The Mudcat Café TM
Thread #92614   Message #1772714
Posted By: artbrooks
30-Jun-06 - 09:33 AM
Thread Name: BS: A Victory for the Rule of Law in the US
Subject: RE: BS: A Victory for the Rule of Law in the US
The Constitution says (Article I, Section 2) that the number of Representatives (members of the House) shall be determined every 10 years, based upon population. The states then decide on the districts, and how and when this is done isn't in the Constitution. There is an obligation to follow the one-person, one-vote concept.

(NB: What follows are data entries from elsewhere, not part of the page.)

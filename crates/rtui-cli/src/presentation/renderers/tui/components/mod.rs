use ratatui::{Frame, layout::Rect};

use super::app::AppState;

pub(crate) trait Component {
    fn render(&self, f: &mut Frame, area: Rect, state: &mut AppState);
}

pub(crate) mod content;
pub(crate) mod key_tree;
pub(crate) mod status_bar;

pub(crate) use content::{DataPanel, SourcePanel};
pub(crate) use key_tree::KeyTreeComponent;
pub(crate) use status_bar::StatusBarComponent;
use clap::ValueEnum;
use serde::{Deserialize, Serialize};
use std::fmt;

#[derive(Debug, Clone, Copy, PartialEq, Eq, ValueEnum)]
#[value(rename_all = "lowercase")]
pub enum OutputFormat {
    Plain,
    Json,
}

impl fmt::Display for OutputFormat {
    fn fmt(&self, f: &mut fmt::Formatter<'_>) -> fmt::Result {
        match self {
            OutputFormat::Plain => write!(f, "plain"),
            OutputFormat::Json => write!(f, "json"),
        }
    }
}

#[derive(Debug, Clone, Copy, PartialEq, Eq, ValueEnum, Serialize, Deserialize)]
#[value(rename_all = "lowercase")]
#[serde(rename_all = "lowercase")]
pub enum LogLevel {
    Off,
    Error,
    Warn,
    Info,
    Debug,
    Trace,
}

impl LogLevel {
    pub fn to_level_filter(self) -> log::LevelFilter {
        match self {
            LogLevel::Off => log::LevelFilter::Off,
            LogLevel::Error => log::LevelFilter::Error,
            LogLevel::Warn => log::LevelFilter::Warn,
            LogLevel::Info => log::LevelFilter::Info,
            LogLevel::Debug => log::LevelFilter::Debug,
            LogLevel::Trace => log::LevelFilter::Trace,
        }
    }
}

impl fmt::Display for LogLevel {
    fn fmt(&self, f: &mut fmt::Formatter<'_>) -> fmt::Result {
        match self {
            LogLevel::Off => write!(f, "off"),
            LogLevel::Error => write!(f, "error"),
            LogLevel::Warn => write!(f, "warn"),
            LogLevel::Info => write!(f, "info"),
            LogLevel::Debug => write!(f, "debug"),
            LogLevel::Trace => write!(f, "trace"),
        }
    }
}
use super::HandlerContext;
use crate::presentation::view_models::KeyListViewModel;
use anyhow::Result;

pub fn handle(ctx: &HandlerContext, pattern: Option<String>) -> Result<()> {
    let pattern = pattern.unwrap_or_else(|| ctx.pattern.clone());
    let (keys, tree) = ctx.key_tree(&pattern)?;

    ctx.renderer().render_keys(&KeyListViewModel {
        pattern,
        keys,
        tree,
    })
}
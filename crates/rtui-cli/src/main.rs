use clap::Parser;
use rtui::{Cli, run};

fn main() {
    // Reset SIGPIPE to default behavior to prevent panic on broken pipe
    // (e.g., when piping `rtui keys` to `head`)
    #[cfg(unix)]
    reset_sigpipe();

    let cli = Cli::parse();

    if let Err(e) = run(cli) {
        eprintln!("Error: {:#}", e);
        std::process::exit(1);
    }
}

#[cfg(unix)]
fn reset_sigpipe() {
    unsafe {
        libc::signal(libc::SIGPIPE, libc::SIG_DFL);
    }
}
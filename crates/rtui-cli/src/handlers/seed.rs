use super::HandlerContext;
use crate::presentation::view_models::SeedViewModel;
use anyhow::Result;
use rtui_store::load_sample_data;

pub fn handle(ctx: &HandlerContext) -> Result<()> {
    let keys_written = ctx.block_on(load_sample_data(ctx.store.as_ref()))?;

    ctx.renderer().render_seed(&SeedViewModel {
        store: ctx.store.name().to_string(),
        keys_written,
    })
}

The Texas Democrats gerrymandered like mad in 1990. The Republicans, who were the majority party in Texas by 2000 (based on state-wide elections), tried to do the same then (when the state got 2 more representatives) but the 1990 gerrymander denied them a majority in both houses of the state legislature. The Federal Court imposed a redistricting when the legislature couldn't agree. The 2002 state elections gave them a majority in both houses and they passed their redistricting plan. What the Supreme Court basically said is that (1) there is nothing in the constitution specifically forbidding mid-decade redistricting and (2) this, being the will of the elected representatives, properly supercedes the court-ordered plan imposed in 2000. Gerrymandering itself is enshrined in American political tradition.

The part of the redistricting that was thrown out specifically involved a district that had been majority Latino that was changed to reduce that majority. This was determined to be a violation of the Voting Right Act.